What needs to be done =>
Your reply should be made up of every line in the records below that holds the string "SessionService".

Data extract =>
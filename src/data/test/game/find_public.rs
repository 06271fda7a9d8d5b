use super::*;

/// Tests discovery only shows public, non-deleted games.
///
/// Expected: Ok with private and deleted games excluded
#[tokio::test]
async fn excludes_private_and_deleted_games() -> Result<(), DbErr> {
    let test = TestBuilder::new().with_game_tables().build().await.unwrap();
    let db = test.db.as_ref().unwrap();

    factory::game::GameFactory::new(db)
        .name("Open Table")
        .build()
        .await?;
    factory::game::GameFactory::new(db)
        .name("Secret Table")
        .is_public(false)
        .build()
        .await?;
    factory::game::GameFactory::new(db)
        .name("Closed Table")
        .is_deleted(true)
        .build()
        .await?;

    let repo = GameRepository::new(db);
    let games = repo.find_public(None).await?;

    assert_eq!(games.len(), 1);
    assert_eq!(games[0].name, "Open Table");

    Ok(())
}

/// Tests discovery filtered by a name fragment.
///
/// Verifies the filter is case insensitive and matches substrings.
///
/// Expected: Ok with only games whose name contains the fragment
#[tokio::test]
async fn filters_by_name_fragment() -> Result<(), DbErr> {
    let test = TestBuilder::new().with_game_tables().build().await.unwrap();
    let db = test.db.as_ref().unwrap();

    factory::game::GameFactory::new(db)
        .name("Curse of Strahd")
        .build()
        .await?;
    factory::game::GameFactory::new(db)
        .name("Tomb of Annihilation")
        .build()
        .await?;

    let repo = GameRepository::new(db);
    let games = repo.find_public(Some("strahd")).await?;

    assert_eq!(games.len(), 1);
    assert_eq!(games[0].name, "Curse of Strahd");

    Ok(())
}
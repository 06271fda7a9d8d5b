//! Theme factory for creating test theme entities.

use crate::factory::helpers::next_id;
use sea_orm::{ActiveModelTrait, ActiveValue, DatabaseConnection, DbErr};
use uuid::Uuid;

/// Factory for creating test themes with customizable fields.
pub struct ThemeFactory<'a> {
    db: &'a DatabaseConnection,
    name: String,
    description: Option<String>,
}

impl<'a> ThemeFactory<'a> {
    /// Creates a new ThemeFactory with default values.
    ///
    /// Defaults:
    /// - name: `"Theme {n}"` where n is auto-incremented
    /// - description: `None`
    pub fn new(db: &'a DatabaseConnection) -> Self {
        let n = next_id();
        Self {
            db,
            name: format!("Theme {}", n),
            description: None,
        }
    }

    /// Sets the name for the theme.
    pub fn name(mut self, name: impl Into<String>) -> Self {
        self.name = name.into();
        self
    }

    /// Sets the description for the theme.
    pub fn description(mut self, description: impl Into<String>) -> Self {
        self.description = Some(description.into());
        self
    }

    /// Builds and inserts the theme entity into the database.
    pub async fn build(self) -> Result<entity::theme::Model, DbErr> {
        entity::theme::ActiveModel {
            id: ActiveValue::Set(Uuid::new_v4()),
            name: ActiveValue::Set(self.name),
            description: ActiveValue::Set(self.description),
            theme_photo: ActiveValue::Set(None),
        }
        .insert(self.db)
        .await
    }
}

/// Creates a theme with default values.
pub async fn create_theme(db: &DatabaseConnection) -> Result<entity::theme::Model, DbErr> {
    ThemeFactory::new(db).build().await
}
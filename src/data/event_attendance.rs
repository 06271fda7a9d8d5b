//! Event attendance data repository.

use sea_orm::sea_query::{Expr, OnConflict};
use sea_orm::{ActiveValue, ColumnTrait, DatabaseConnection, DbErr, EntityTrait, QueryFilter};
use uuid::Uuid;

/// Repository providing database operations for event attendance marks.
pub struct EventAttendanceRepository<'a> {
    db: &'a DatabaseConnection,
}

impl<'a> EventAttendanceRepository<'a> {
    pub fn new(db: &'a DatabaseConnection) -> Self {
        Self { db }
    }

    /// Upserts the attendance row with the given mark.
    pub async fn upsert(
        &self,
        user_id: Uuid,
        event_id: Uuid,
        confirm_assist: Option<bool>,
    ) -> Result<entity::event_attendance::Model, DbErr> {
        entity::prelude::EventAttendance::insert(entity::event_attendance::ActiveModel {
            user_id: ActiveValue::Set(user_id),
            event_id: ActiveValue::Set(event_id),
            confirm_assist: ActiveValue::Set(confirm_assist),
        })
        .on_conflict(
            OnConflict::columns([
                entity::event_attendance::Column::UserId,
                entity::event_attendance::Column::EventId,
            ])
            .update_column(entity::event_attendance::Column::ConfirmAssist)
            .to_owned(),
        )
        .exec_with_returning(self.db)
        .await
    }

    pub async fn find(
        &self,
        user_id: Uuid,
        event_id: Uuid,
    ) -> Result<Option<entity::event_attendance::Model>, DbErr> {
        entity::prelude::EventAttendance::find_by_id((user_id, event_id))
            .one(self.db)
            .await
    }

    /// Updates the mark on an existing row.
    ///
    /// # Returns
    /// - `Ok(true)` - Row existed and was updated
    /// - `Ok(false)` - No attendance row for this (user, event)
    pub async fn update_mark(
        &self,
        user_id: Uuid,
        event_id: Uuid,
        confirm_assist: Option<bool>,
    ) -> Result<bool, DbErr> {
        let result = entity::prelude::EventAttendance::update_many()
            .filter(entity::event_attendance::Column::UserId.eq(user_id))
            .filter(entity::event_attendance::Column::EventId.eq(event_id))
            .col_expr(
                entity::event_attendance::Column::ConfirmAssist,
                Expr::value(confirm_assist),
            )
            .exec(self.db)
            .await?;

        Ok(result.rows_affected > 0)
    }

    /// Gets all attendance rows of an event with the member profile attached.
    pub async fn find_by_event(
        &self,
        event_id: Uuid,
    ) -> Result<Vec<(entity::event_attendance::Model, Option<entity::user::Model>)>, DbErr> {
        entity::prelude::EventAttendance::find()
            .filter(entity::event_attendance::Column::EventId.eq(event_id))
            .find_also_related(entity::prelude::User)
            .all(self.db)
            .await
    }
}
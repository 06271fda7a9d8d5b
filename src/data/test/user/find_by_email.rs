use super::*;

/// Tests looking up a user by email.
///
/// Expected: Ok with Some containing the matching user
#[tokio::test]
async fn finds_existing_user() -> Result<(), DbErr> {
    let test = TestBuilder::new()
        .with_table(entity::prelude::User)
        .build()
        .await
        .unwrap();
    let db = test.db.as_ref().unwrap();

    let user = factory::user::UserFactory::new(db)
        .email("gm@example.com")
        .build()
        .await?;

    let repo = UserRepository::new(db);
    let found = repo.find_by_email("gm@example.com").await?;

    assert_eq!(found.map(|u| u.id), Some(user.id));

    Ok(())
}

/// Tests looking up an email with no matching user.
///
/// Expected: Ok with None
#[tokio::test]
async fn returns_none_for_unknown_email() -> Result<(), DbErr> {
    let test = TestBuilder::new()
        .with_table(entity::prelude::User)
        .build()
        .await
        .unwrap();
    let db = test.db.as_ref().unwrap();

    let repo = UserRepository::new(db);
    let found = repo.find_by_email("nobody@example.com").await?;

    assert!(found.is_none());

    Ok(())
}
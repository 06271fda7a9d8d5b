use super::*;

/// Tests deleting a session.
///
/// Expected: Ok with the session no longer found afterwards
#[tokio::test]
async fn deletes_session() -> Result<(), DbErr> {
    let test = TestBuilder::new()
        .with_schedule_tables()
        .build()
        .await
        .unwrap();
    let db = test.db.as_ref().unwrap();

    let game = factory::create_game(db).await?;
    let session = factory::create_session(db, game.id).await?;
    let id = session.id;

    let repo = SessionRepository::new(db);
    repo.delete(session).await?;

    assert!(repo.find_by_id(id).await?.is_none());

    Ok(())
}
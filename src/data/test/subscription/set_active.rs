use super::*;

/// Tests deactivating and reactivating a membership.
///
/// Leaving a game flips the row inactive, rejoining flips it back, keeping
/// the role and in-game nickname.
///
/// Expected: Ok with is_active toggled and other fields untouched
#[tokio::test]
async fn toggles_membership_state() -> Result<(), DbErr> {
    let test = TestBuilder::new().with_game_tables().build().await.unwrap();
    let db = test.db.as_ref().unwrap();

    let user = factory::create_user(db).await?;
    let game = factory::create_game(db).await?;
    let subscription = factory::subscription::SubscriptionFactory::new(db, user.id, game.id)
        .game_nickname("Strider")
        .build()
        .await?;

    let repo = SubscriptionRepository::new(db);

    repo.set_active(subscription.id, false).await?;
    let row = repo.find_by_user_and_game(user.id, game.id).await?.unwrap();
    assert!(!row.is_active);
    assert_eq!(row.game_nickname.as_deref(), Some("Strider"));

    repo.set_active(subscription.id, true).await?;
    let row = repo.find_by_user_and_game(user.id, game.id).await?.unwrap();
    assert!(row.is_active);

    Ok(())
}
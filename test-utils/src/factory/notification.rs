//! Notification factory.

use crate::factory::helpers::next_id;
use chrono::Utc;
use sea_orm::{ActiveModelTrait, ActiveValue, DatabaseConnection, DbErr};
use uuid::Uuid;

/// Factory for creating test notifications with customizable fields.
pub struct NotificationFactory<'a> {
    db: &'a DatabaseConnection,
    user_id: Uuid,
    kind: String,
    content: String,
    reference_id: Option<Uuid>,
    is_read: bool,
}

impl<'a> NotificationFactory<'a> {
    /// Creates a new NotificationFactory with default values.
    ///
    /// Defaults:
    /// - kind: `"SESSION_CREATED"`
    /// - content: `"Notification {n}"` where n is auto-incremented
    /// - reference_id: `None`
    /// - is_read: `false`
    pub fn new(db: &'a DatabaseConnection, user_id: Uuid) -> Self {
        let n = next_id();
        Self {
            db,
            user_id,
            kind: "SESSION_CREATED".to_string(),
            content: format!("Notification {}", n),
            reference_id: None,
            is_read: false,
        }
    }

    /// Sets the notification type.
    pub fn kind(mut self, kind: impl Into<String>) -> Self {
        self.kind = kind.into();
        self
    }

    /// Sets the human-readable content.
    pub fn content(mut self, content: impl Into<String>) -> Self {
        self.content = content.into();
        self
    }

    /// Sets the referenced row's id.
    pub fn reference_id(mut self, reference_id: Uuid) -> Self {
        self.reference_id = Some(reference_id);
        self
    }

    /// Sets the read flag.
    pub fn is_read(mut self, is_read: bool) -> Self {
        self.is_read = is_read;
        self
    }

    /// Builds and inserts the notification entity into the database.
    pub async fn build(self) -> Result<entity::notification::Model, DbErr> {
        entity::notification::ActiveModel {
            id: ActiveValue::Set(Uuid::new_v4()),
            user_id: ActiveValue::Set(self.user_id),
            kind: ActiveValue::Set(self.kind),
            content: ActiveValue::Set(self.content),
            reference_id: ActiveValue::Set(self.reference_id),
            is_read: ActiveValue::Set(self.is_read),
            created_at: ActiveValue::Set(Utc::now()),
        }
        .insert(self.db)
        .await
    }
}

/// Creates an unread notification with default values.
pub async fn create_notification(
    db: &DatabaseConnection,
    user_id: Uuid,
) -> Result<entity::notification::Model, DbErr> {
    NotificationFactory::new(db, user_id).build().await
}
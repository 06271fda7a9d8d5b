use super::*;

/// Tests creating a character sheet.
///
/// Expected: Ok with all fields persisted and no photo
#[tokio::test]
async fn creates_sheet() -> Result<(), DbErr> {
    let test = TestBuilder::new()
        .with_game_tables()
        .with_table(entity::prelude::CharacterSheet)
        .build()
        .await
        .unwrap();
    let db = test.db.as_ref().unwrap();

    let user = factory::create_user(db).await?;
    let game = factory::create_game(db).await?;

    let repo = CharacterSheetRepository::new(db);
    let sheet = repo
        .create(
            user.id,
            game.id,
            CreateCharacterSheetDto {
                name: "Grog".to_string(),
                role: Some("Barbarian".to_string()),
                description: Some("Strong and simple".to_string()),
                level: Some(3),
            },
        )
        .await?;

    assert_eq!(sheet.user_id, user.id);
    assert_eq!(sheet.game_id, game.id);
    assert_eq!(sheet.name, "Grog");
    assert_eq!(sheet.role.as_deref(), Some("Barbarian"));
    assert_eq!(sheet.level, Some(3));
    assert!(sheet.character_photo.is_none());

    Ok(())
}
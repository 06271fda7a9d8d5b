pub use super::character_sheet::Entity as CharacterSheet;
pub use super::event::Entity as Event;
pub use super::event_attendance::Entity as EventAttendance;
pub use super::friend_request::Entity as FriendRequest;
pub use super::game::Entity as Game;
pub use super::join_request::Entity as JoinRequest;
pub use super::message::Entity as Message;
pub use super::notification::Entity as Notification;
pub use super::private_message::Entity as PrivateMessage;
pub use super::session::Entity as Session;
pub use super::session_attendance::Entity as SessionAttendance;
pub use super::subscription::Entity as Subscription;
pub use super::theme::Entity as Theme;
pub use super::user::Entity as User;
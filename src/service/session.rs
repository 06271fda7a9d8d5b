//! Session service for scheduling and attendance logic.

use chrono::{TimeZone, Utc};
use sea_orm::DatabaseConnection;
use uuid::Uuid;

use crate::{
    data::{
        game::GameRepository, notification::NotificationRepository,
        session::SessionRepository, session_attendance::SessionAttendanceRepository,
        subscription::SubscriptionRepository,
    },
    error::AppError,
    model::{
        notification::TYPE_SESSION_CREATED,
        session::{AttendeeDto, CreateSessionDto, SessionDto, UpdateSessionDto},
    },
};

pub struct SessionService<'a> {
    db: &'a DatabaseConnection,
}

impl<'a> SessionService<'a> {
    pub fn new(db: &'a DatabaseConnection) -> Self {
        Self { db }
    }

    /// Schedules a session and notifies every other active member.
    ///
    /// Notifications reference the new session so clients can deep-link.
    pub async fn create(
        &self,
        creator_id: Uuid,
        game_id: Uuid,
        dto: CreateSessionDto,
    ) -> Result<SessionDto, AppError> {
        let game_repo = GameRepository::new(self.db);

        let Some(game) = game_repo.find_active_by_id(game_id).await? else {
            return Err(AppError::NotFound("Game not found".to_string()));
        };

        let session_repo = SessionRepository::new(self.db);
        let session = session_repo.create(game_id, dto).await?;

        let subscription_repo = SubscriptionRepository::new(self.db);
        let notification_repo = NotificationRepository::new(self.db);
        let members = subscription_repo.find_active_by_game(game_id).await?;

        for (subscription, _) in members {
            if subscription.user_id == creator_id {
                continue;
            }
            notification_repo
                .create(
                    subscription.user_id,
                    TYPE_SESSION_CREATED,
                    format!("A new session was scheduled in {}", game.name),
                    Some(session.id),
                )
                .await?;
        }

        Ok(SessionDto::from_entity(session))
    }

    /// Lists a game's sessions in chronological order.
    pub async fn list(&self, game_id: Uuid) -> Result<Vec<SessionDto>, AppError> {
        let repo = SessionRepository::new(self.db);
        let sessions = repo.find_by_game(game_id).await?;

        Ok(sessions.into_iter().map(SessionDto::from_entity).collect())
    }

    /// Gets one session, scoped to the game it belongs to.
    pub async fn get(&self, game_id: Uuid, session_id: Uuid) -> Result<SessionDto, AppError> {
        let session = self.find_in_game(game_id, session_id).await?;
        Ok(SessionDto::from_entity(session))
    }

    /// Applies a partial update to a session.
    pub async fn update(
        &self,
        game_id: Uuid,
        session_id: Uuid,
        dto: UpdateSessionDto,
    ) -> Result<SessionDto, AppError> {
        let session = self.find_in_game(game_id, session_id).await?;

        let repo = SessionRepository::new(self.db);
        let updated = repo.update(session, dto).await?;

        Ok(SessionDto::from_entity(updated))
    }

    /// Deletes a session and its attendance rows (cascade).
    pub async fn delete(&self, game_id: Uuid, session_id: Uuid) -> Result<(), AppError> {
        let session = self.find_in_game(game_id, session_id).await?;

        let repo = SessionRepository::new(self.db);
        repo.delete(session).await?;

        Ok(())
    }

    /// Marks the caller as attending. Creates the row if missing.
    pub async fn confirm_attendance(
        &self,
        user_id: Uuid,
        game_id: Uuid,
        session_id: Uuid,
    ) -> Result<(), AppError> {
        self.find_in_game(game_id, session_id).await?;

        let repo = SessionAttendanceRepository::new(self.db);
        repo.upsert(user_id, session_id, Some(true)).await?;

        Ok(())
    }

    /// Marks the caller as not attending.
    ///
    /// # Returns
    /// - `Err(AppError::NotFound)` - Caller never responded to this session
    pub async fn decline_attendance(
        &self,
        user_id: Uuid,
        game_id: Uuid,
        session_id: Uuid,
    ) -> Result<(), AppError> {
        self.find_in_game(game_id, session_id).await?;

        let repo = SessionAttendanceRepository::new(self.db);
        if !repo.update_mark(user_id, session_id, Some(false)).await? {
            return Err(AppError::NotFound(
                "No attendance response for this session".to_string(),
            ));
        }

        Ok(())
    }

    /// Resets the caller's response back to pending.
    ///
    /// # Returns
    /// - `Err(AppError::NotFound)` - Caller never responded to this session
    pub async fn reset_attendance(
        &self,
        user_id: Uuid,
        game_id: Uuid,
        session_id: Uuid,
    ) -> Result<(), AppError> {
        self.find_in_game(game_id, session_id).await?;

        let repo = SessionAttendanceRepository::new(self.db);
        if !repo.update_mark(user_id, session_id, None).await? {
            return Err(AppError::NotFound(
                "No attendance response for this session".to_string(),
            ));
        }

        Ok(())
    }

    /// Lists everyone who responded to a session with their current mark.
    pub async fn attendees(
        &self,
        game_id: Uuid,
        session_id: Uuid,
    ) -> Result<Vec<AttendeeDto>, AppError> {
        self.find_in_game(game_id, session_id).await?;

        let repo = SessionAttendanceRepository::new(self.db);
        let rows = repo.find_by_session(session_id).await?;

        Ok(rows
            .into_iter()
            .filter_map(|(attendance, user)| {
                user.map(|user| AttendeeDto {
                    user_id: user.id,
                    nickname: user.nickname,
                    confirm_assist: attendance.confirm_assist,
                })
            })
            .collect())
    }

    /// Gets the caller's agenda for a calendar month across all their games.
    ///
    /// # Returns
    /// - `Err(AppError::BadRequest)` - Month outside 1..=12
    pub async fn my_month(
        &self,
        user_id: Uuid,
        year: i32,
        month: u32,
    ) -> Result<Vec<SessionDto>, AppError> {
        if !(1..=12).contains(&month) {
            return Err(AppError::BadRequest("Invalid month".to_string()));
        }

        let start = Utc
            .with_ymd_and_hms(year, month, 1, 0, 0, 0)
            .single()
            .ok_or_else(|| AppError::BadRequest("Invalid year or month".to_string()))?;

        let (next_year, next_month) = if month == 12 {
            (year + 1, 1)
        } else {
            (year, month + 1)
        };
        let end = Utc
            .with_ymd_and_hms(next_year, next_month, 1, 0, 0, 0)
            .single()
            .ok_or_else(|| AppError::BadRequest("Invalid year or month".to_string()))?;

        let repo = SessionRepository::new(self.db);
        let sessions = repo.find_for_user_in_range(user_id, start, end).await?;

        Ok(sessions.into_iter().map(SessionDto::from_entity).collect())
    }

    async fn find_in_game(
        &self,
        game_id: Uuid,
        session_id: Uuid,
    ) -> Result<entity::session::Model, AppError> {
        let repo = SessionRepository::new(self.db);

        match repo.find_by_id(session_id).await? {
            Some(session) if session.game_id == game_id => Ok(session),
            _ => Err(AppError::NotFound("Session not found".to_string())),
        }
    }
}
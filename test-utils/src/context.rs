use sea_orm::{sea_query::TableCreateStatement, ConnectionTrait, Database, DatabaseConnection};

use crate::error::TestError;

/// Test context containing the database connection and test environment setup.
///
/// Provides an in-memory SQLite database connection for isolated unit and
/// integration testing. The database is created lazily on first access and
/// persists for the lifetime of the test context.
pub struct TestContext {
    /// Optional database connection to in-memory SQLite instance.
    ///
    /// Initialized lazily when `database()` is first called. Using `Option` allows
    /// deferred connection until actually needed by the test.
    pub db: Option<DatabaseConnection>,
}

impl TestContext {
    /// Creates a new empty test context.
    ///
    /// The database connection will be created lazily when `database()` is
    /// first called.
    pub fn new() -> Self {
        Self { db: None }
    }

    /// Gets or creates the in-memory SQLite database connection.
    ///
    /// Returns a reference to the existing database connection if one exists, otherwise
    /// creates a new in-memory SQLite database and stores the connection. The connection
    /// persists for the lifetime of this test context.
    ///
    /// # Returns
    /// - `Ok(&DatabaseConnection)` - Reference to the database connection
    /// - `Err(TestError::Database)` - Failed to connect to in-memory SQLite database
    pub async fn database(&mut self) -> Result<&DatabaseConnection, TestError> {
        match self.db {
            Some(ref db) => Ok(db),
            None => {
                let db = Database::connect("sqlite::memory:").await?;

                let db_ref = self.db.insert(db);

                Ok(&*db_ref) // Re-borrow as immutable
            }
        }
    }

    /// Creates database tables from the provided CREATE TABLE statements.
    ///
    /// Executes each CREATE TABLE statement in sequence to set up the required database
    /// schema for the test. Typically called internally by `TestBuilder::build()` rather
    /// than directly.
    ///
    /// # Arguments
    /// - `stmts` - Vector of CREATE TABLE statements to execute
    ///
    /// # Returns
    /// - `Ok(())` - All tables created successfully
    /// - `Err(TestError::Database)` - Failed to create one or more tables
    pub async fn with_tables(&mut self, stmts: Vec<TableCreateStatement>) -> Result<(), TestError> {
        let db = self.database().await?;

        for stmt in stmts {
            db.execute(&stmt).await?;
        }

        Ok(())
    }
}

Output of the exercise =>
pub struct SessionService<'a> {
impl<'a> SessionService<'a> {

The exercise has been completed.